Note that if \(\mathcal{S}\) uncountable, then we cannot assign a probability to all events in \(\mathcal{S}\) (i.e. not all subsets will have a probability defined for it).

Conditional Probability

\begin{equation*} P(A|B)=\frac{P(A\bigcap B)}{P(B)} \end{equation*}

The Law of Total Probability: If \(A_{i}\) are mutually exclusive, and \(\mathcal{S}=\bigcup_{i}A_{i}\), then:

\begin{equation*} P(B)=\sum_{i}P(B|A_{i})P(A_{i}) \end{equation*}

Baye’s Theorem:

\begin{equation*} P(A_{j}|B)=\frac{P(A_{j}\bigcap B)}{P(B)}=\frac{P(A_{j}\bigcap B)}{\sum_{i}P(B|A_{i})P(A_{i})} \end{equation*}

\(P(A|B)+P(A'|B)=1\). Obviously, this assumes \(P(B)>0\).

Counting

Some useful identities in combinatorics:

\begin{equation*} \binom{n}{k}=\binom{n}{n-k} \end{equation*}

Mnemonic: Assume you’re choosing 3 people from 10. For every way you have of choosing 3 people, you are fixing the other 7 (and vice versa).

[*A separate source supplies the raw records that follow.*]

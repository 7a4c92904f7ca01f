//! Transforms, effective visibility and hit testing.

use super::node::ElementId;
use super::tree::ElementTree;
use crate::geometry::{Matrix3x2, Point, Rect};
use crate::property::core::{
    CLIP, IS_ENABLED, IS_HIT_TEST_VISIBLE, RENDER_TRANSFORM, RENDER_TRANSFORM_ORIGIN, VISIBILITY,
};
use crate::property::Visibility;

impl ElementTree {
    /// The render transform of `id` applied about its transform origin, in
    /// the element's own coordinate space.
    pub fn render_transform(&self, id: ElementId) -> Matrix3x2 {
        let Some(rt) = self.get(id, RENDER_TRANSFORM) else {
            return Matrix3x2::IDENTITY;
        };
        let size = self.render_size(id);
        let origin = self.get(id, RENDER_TRANSFORM_ORIGIN);
        let (ox, oy) = (origin.x * size.width, origin.y * size.height);
        Matrix3x2::translation(-ox, -oy)
            .then(&rt)
            .then(&Matrix3x2::translation(ox, oy))
    }

    /// Maps `id`'s local coordinates into its visual parent's coordinates:
    /// the render transform, then translation by the layout origin.
    pub fn local_transform(&self, id: ElementId) -> Matrix3x2 {
        let origin = self
            .layout_rect(id)
            .map(Rect::origin)
            .unwrap_or(Point::ZERO);
        self.render_transform(id)
            .then(&Matrix3x2::translation(origin.x, origin.y))
    }

    /// Maps `id`'s local coordinates into the coordinates of its visual root.
    pub fn absolute_transform(&self, id: ElementId) -> Matrix3x2 {
        let mut matrix = self.local_transform(id);
        for ancestor in self.ancestors(id) {
            matrix = matrix.then(&self.local_transform(ancestor));
        }
        matrix
    }

    /// Axis-aligned bounds of `id`'s render box in visual-root coordinates.
    /// Uses the last arranged box. `None` if the element was never arranged.
    pub fn absolute_bounds(&self, id: ElementId) -> Option<Rect> {
        self.layout_rect(id)?;
        let local = self.render_size(id).to_rect();
        Some(self.absolute_transform(id).transform_rect(local))
    }

    /// Map a visual-root point into `id`'s local coordinates.
    pub fn to_local(&self, id: ElementId, point: Point) -> Option<Point> {
        self.absolute_transform(id)
            .invert()
            .map(|inv| inv.transform_point(point))
    }

    /// `Visible` on `id` and every visual ancestor.
    pub fn is_effectively_visible(&self, id: ElementId) -> bool {
        self.contains(id)
            && std::iter::once(id)
                .chain(self.ancestors(id))
                .all(|e| self.get(e, VISIBILITY) == Visibility::Visible)
    }

    /// `IsEnabled` on `id` and every visual ancestor.
    pub fn is_effectively_enabled(&self, id: ElementId) -> bool {
        self.contains(id)
            && std::iter::once(id)
                .chain(self.ancestors(id))
                .all(|e| self.get(e, IS_ENABLED))
    }

    // ── Hit testing ──────────────────────────────────────────────────

    /// Deepest visible, enabled, hit-testable element under `point`, which is
    /// given in the coordinates of `root`'s visual parent (window
    /// coordinates when `root` is the window root).
    pub fn hit_test(&self, root: ElementId, point: Point) -> Option<ElementId> {
        self.hit_test_element(root, point)
    }

    fn hit_test_element(&self, id: ElementId, point: Point) -> Option<ElementId> {
        if !self.is_hit_candidate(id) {
            return None;
        }
        self.layout_rect(id)?;
        let local = self
            .local_transform(id)
            .invert()?
            .transform_point(point);

        let bounds = self.render_size(id).to_rect();
        if !bounds.contains(local) {
            return None;
        }
        let clip = self.get(id, CLIP);
        if !clip.is_empty() && !clip.contains(local) {
            return None;
        }

        for &child in self.visual_children(id).iter().rev() {
            if let Some(hit) = self.hit_test_element(child, local) {
                return Some(hit);
            }
        }

        let own = self
            .widget(id)
            .is_none_or(|w| w.hit_test_core(local, bounds));
        own.then_some(id)
    }

    fn is_hit_candidate(&self, id: ElementId) -> bool {
        self.contains(id)
            && self.get(id, VISIBILITY) == Visibility::Visible
            && self.get(id, IS_ENABLED)
            && self.get(id, IS_HIT_TEST_VISIBLE)
    }
}

// ===========================================================================
// Tests
// ===========================================================================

\begin{equation*} \binom{n}{k}=\binom{n-1}{k-1}+\binom{n-1}{k} \end{equation*}

Mnemonic: Say you need to pick 3 people out of 10. Fix a person John. You either choose him or don’t. If you picked him, there are \(\binom{9}{2}\) ways to pick the remaining 2. If you didn’t pick him, you have to pick 3 from the remaining 9.

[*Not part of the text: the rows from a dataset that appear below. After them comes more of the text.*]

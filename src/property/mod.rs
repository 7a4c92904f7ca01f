//! Dependency property system: descriptors, registry, typed values, storage.

pub mod core;
pub mod registry;
pub mod store;
pub mod value;

pub use self::core::{object, HorizontalAlignment, VerticalAlignment, Visibility};
pub use registry::{
    ChangedCallback, Coercer, Property, PropertyChangedArgs, PropertyDescriptor, PropertyFlags,
    PropertyId, PropertyMetadata, PropertyRegistry, Validator,
};
pub use store::{PropertyStore, ValueEntry, ValueLevel};
pub use value::{EnumValue, Object, PropertyValue, Value, ValueType};
pub(crate) use value::impl_enum_value;
//! Headless testing framework: Pilot, snapshot helpers.
//!
//! Use the [`Pilot`] to drive an [`Application`](crate::app::Application)
//! without a window system. Use [`render_list_to_string`] to turn a
//! recorded frame into text for snapshot-style assertions.

pub mod pilot;
pub mod snapshot;

pub use pilot::{Pilot, FRAME_DELTA};
pub use snapshot::{command_to_string, render_list_to_string};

\begin{equation*} \binom{2n}{n}=\sum_{k=0}^{n}\binom{n}{k}^{2} \end{equation*}

Mnemonic: You have to pick 10 people out of 20 (e.g. two teams of equal size). 10 of the people are women, and 10 are men. We could pick no women (only 1 way to do this). Or you could pick only one woman (10 ways to pick a woman, and 10 ways to omit a man). Or you could pick 2 women, and you need to pick 2 men to exclude, and so on.

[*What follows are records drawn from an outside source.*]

//! PopupService: the open popups of every window.
//!
//! The service owns one [`PopupRoot`] per popup that has ever opened. It
//! opens and closes roots when `IsOpen` changes, keeps open roots placed
//! against their targets, closes popups whose target left the window, and
//! decides which popups a global pointer-down dismisses.

use log::{debug, error};

use super::platform::Platform;
use super::root::PopupRoot;
use crate::event::{InputConfig, InputEvent};
use crate::geometry::{Point, Rect};
use crate::property::core::{IS_OPEN, PLACEMENT_TARGET, POPUP_ANIMATION};
use crate::render::{FrameContext, RendererParams};
use crate::tree::{ElementId, ElementTree};
use crate::window::WindowId;

struct Entry {
    window: WindowId,
    root: PopupRoot,
}

/// Registry of popup roots across windows.
pub struct PopupService {
    entries: Vec<Entry>,
    params: RendererParams,
    input: InputConfig,
}

impl PopupService {
    /// `params` seeds each popup renderer; `input` configures each popup's
    /// input manager.
    pub fn new(params: RendererParams, input: InputConfig) -> Self {
        Self {
            entries: Vec::new(),
            params,
            input,
        }
    }

    fn find(&self, window: WindowId, popup: ElementId) -> Option<usize> {
        self.entries
            .iter()
            .position(|e| e.window == window && e.root.popup() == popup)
    }

    /// The root serving `popup` in `window`.
    pub fn root(&self, window: WindowId, popup: ElementId) -> Option<&PopupRoot> {
        self.find(window, popup).map(|i| &self.entries[i].root)
    }

    pub fn is_open(&self, window: WindowId, popup: ElementId) -> bool {
        self.root(window, popup).is_some_and(PopupRoot::is_open)
    }

    /// Open popups in the order they opened.
    pub fn open_popups(&self) -> Vec<(WindowId, ElementId)> {
        self.entries
            .iter()
            .filter(|e| e.root.is_open())
            .map(|e| (e.window, e.root.popup()))
            .collect()
    }

    /// Bring `window`'s popups in line with its tree.
    ///
    /// `changes` are popups whose `IsOpen` changed. Popups that were
    /// destroyed are dropped, and open popups whose target (or the popup
    /// itself) left the window are closed. Open popups are then re-placed.
    /// `origin` is the window's client origin in screen coordinates.
    /// Failures are logged and affect only the failing popup.
    pub fn sync(
        &mut self,
        platform: &mut dyn Platform,
        window: WindowId,
        tree: &mut ElementTree,
        origin: Point,
        changes: &[ElementId],
    ) {
        self.entries.retain_mut(|e| {
            if e.window != window || tree.contains(e.root.popup()) {
                return true;
            }
            debug!("popup {:?} destroyed; dropping its surface", e.root.popup());
            e.root.shutdown();
            false
        });

        for &popup in changes {
            if !tree.contains(popup) {
                continue;
            }
            if tree.get(popup, IS_OPEN) {
                self.open(platform, window, tree, origin, popup);
            } else if let Some(i) = self.find(window, popup) {
                let animation = tree.get(popup, POPUP_ANIMATION);
                self.entries[i].root.close(animation);
            }
        }

        let monitors = platform.monitors();
        for entry in self.entries.iter_mut().filter(|e| e.window == window && e.root.is_open()) {
            let popup = entry.root.popup();
            if !attached(tree, popup) || tree.get(popup, PLACEMENT_TARGET).is_some_and(|t| !attached(tree, t)) {
                debug!("popup {popup:?} lost its placement target; closing");
                if let Err(err) = tree.set_value(popup, IS_OPEN, false) {
                    error!("closing popup {popup:?}: {err}");
                }
                // The change above is queued again; closing twice is a no-op.
                entry.root.close(tree.get(popup, POPUP_ANIMATION));
                continue;
            }
            let target = target_rect(tree, popup, origin);
            if let Err(err) = entry.root.update(tree, target, &monitors) {
                error!("placing popup {popup:?}: {err}");
            }
        }
    }

    fn open(
        &mut self,
        platform: &mut dyn Platform,
        window: WindowId,
        tree: &mut ElementTree,
        origin: Point,
        popup: ElementId,
    ) {
        let index = match self.find(window, popup) {
            Some(i) => i,
            None => {
                let root = platform
                    .create_popup_surface()
                    .and_then(|surface| PopupRoot::new(popup, surface, &self.params, self.input.clone()));
                match root {
                    Ok(root) => {
                        self.entries.push(Entry { window, root });
                        self.entries.len() - 1
                    }
                    Err(err) => {
                        error!("creating popup surface for {popup:?}: {err}");
                        return;
                    }
                }
            }
        };
        let target = target_rect(tree, popup, origin);
        let monitors = platform.monitors();
        let pointer = platform.pointer_position();
        if let Err(err) = self.entries[index].root.open(tree, target, &monitors, pointer) {
            error!("opening popup {popup:?}: {err}");
        }
    }

    /// Advance close animations.
    pub fn tick(&mut self, delta: f64) {
        for entry in &mut self.entries {
            entry.root.tick(delta);
        }
    }

    /// Present pending frames for `window`'s visible popups. Returns the
    /// number of frames presented.
    pub fn render(&mut self, window: WindowId, tree: &ElementTree, ctx: &FrameContext) -> usize {
        self.entries
            .iter_mut()
            .filter(|e| e.window == window)
            .map(|e| e.root.render(tree, ctx))
            .filter(|&presented| presented)
            .count()
    }

    /// Forward a visual invalidation to the popup whose content contains
    /// `id`. Returns `false` if no popup of `window` shows it.
    pub fn invalidate(&mut self, window: WindowId, tree: &ElementTree, id: ElementId) -> bool {
        for entry in self.entries.iter_mut().filter(|e| e.window == window) {
            if entry.root.content(tree).is_some_and(|c| tree.is_in_subtree(c, id)) {
                entry.root.invalidate(id);
                return true;
            }
        }
        false
    }

    /// The topmost visible popup under `point` (screen coordinates).
    pub fn popup_at(&self, point: Point) -> Option<(WindowId, ElementId)> {
        self.entries
            .iter()
            .rev()
            .find(|e| e.root.contains_screen_point(point))
            .map(|e| (e.window, e.root.popup()))
    }

    /// Open popups a pointer-down at `point` (screen coordinates) should
    /// dismiss: if the point is outside every open popup surface, those
    /// with `StaysOpen = false`.
    pub fn dismiss_candidates(&self, point: Point) -> Vec<(WindowId, ElementId)> {
        if self.entries.iter().any(|e| e.root.is_open() && e.root.bounds().contains(point)) {
            return Vec::new();
        }
        self.entries
            .iter()
            .filter(|e| e.root.is_open() && !e.root.stays_open())
            .map(|e| (e.window, e.root.popup()))
            .collect()
    }

    /// Route an event given in the popup's surface coordinates.
    pub fn process_input(
        &mut self,
        window: WindowId,
        popup: ElementId,
        tree: &mut ElementTree,
        event: &InputEvent,
    ) -> bool {
        match self.find(window, popup) {
            Some(i) => self.entries[i].root.process_input(tree, event),
            None => false,
        }
    }

    /// Screen rect of the surface serving `popup`.
    pub fn bounds(&self, window: WindowId, popup: ElementId) -> Option<Rect> {
        self.root(window, popup).map(PopupRoot::bounds)
    }

    /// Drop every popup of a closing window.
    pub fn close_window(&mut self, window: WindowId) {
        self.entries.retain_mut(|e| {
            if e.window != window {
                return true;
            }
            e.root.shutdown();
            false
        });
    }

    /// Forget destroyed elements in every popup input manager of `window`.
    pub fn forget_destroyed(&mut self, window: WindowId, destroyed: &[ElementId]) {
        for entry in self.entries.iter_mut().filter(|e| e.window == window) {
            entry.root.input_mut().forget_destroyed(destroyed);
        }
    }
}

impl std::fmt::Debug for PopupService {
    fn fmt(&self, f: &mut std::fmt::Formatter<'_>) -> std::fmt::Result {
        f.debug_struct("PopupService")
            .field("popups", &self.entries.len())
            .field("open", &self.open_popups().len())
            .finish()
    }
}

/// Whether `id` is alive and visually under its tree's root.
fn attached(tree: &ElementTree, id: ElementId) -> bool {
    tree.root().is_some_and(|root| tree.is_in_subtree(root, id))
}

/// The placement target's screen rect, if it has one.
fn target_rect(tree: &ElementTree, popup: ElementId, origin: Point) -> Option<Rect> {
    let target = tree.get(popup, PLACEMENT_TARGET)?;
    if !attached(tree, target) {
        return None;
    }
    tree.absolute_bounds(target).map(|r| r.translate(origin))
}

// ===========================================================================
// Tests
// ===========================================================================

#[cfg(test)]
mod tests {
    use std::sync::Arc;

    use slotmap::SlotMap;

    use super::*;
    use crate::geometry::{Color, Size};
    use crate::layout::update_layout;
    use crate::popup::platform::HeadlessPlatform;
    use crate::popup::PopupAnimation;
    use crate::property::core::{HEIGHT, STAYS_OPEN, WIDTH};
    use crate::property::PropertyRegistry;
    use crate::render::Extent;
    use crate::widgets::{Panel, Popup, Rectangle, StackPanel};

    struct Fixture {
        tree: ElementTree,
        window: WindowId,
        button: ElementId,
        popup: ElementId,
        platform: HeadlessPlatform,
        service: PopupService,
    }

    fn build() -> Fixture {
        let mut tree = ElementTree::new(Arc::new(PropertyRegistry::new()));
        let root = tree.create(StackPanel::vertical());
        tree.set_root(root);
        let button = tree.create(Panel::new());
        tree.set_value(button, HEIGHT, 30.0).unwrap();
        tree.set_value(button, WIDTH, 100.0).unwrap();
        tree.append_child(root, button);
        let popup = tree.create(Popup::new());
        tree.append_child(root, popup);
        let content = tree.create(Rectangle::new().with_fill(Color::BLACK));
        tree.set_value(content, WIDTH, 80.0).unwrap();
        tree.set_value(content, HEIGHT, 40.0).unwrap();
        Popup::set_child(&mut tree, popup, content);
        tree.set_value(popup, PLACEMENT_TARGET, Some(button)).unwrap();
        update_layout(&mut tree, root, Size::new(400.0, 300.0));

        let mut windows: SlotMap<WindowId, ()> = SlotMap::with_key();
        Fixture {
            tree,
            window: windows.insert(()),
            button,
            popup,
            platform: HeadlessPlatform::new(),
            service: PopupService::new(
                RendererParams::headless(Extent::new(1, 1)),
                InputConfig::default(),
            ),
        }
    }

    fn pump(f: &mut Fixture) {
        let changes = f.tree.take_popup_changes();
        f.service.sync(&mut f.platform, f.window, &mut f.tree, Point::new(50.0, 60.0), &changes);
    }

    #[test]
    fn opens_below_target_in_screen_space() {
        let mut f = build();
        f.tree.set_value(f.popup, IS_OPEN, true).unwrap();
        pump(&mut f);
        assert!(f.service.is_open(f.window, f.popup));
        // The button is centered in the 400 wide stack: (150,0)-(250,30).
        // The window sits at (50,60).
        assert_eq!(
            f.service.bounds(f.window, f.popup),
            Some(Rect::new(200.0, 90.0, 80.0, 40.0))
        );
        assert_eq!(f.platform.handle().visible_surfaces().len(), 1);
    }

    #[test]
    fn closing_hides_surface_and_reopen_reuses_it() {
        let mut f = build();
        f.tree.set_value(f.popup, IS_OPEN, true).unwrap();
        pump(&mut f);
        f.tree.set_value(f.popup, IS_OPEN, false).unwrap();
        pump(&mut f);
        assert!(!f.service.is_open(f.window, f.popup));
        assert!(f.platform.handle().visible_surfaces().is_empty());

        f.tree.set_value(f.popup, IS_OPEN, true).unwrap();
        pump(&mut f);
        assert_eq!(f.platform.handle().surfaces().len(), 1);
        assert!(f.service.is_open(f.window, f.popup));
    }

    #[test]
    fn fade_close_finishes_on_tick() {
        let mut f = build();
        f.tree.set_value(f.popup, POPUP_ANIMATION, PopupAnimation::Fade).unwrap();
        f.tree.set_value(f.popup, IS_OPEN, true).unwrap();
        pump(&mut f);
        f.tree.set_value(f.popup, IS_OPEN, false).unwrap();
        pump(&mut f);
        assert_eq!(f.platform.handle().visible_surfaces().len(), 1);
        f.service.tick(0.2);
        assert!(f.platform.handle().visible_surfaces().is_empty());
    }

    #[test]
    fn detached_target_closes_popup() {
        let mut f = build();
        f.tree.set_value(f.popup, IS_OPEN, true).unwrap();
        pump(&mut f);
        let root = f.tree.root().unwrap();
        f.tree.remove_child(root, f.button);
        pump(&mut f);
        assert!(!f.service.is_open(f.window, f.popup));
        assert!(!f.tree.get(f.popup, IS_OPEN));
    }

    #[test]
    fn destroyed_popup_is_dropped() {
        let mut f = build();
        f.tree.set_value(f.popup, IS_OPEN, true).unwrap();
        pump(&mut f);
        f.tree.destroy(f.popup);
        pump(&mut f);
        assert!(f.service.root(f.window, f.popup).is_none());
        assert!(f.platform.handle().visible_surfaces().is_empty());
    }

    #[test]
    fn dismissal_respects_stays_open() {
        let mut f = build();
        f.tree.set_value(f.popup, IS_OPEN, true).unwrap();
        pump(&mut f);
        let outside = Point::new(1000.0, 1000.0);
        assert!(f.service.dismiss_candidates(outside).is_empty());

        f.tree.set_value(f.popup, STAYS_OPEN, false).unwrap();
        pump(&mut f);
        assert_eq!(f.service.dismiss_candidates(outside), vec![(f.window, f.popup)]);
        // Inside the surface nothing is dismissed.
        assert!(f.service.dismiss_candidates(Point::new(210.0, 100.0)).is_empty());
        assert_eq!(f.service.popup_at(Point::new(210.0, 100.0)), Some((f.window, f.popup)));
    }

    #[test]
    fn surface_failure_leaves_popup_closed() {
        let mut f = build();
        f.platform.handle().fail_surface_creation(true);
        f.tree.set_value(f.popup, IS_OPEN, true).unwrap();
        pump(&mut f);
        assert!(!f.service.is_open(f.window, f.popup));
        assert!(f.service.open_popups().is_empty());
    }
}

This is a specific case of the Vandermonde Identity

\begin{equation*} \binom{n}{k}=\sum_{l=k}^{n}\binom{l-1}{k-1} \end{equation*}

The mnemonic for this is: Suppose you need to pick 4 objects from 11. We’ll partition all the ways to do this as follows: We pick the last of the 11 objects. Now we need to pick 3 more out of the remaining 10. Next, instead of picking the last element, we pick the second last element. Now we need to pick 3 items out of the 9 remaining ones (we do not want to include the last element, as all combinations involving it have been counted). And we keep iterating till we can’t go any further.

Independence

Two events \(A\) and \(B\) are independent if \(P(A|B)=P(A)\). We can show that they are independent if and only if \(P(A\bigcap B)=P(A)P(B)\).

Be careful when you have more than 2 events. It is possible to have \(P(A_{i}\bigcap A_{j})=P(A_{i})P(A_{j})\) for all \(i,j\), (in which case they are pairwise independent), but still have mutual dependence (e.g. \(P(A\bigcap B\bigcap C)\ne P(A)P(B)P(C)\)).

An example is as follows. Let 4 cards be placed in a box. If you select card 1, you win prize 1. Likewise for 2 and 3. But if you select card 4, you win prizes 1, 2 and 3. If the event is “Win prize n”, then all the events are pairwise independent, but the product of all occurs with probability 0.25, not 0.125!

For them to be mutually independent, we need:

\begin{equation*} P(\bigcap_{i}^{k} A_{i})=\prod_{i}^{k}P(A_{i}) \end{equation*}

for all combinations of \(i\), and for all number of terms \(k\).

Mutually exclusive events are never independent.